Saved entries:

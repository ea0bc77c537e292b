//! Byte fetching for asset URLs.
//!
//! Avatar bundles and motion clips are referenced by URL. Plain paths and
//! `file://` URLs are read through `tokio::fs`; `http://`/`https://` go
//! through `reqwest`.

use bytes::Bytes;
use std::path::PathBuf;

/// Where an asset URL points.
#[derive(Debug, Clone, PartialEq, Eq)]
pub enum AssetSource {
    File(PathBuf),
    Http(String),
}

impl AssetSource {
    pub fn parse(url: &str) -> Self {
        let trimmed = url.trim();
        if trimmed.starts_with("http://") || trimmed.starts_with("https://") {
            Self::Http(trimmed.to_string())
        } else if let Some(path) = trimmed.strip_prefix("file://") {
            Self::File(PathBuf::from(path))
        } else {
            Self::File(PathBuf::from(trimmed))
        }
    }
}

/// Fetch the raw bytes behind `url`.
pub async fn fetch_bytes(url: &str) -> Result<Bytes, String> {
    match AssetSource::parse(url) {
        AssetSource::File(path) => tokio::fs::read(&path)
            .await
            .map(Bytes::from)
            .map_err(|e| format!("{}: {}", path.display(), e)),
        AssetSource::Http(url) => {
            let response = reqwest::get(&url).await.map_err(|e| e.to_string())?;
            let response = response.error_for_status().map_err(|e| e.to_string())?;
            response.bytes().await.map_err(|e| e.to_string())
        }
    }
}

**Task to complete:** Give back exactly the lines above starting at the line where "for asset URLs." appears and ending at the line where "use std::path::PathBuf;" appears, both included, with no other lines.

**Written answer:**
//! Byte fetching for asset URLs.
//!
//! Avatar bundles and motion clips are referenced by URL. Plain paths and
//! `file://` URLs are read through `tokio::fs`; `http://`/`https://` go
//! through `reqwest`.

use bytes::Bytes;
use std::path::PathBuf;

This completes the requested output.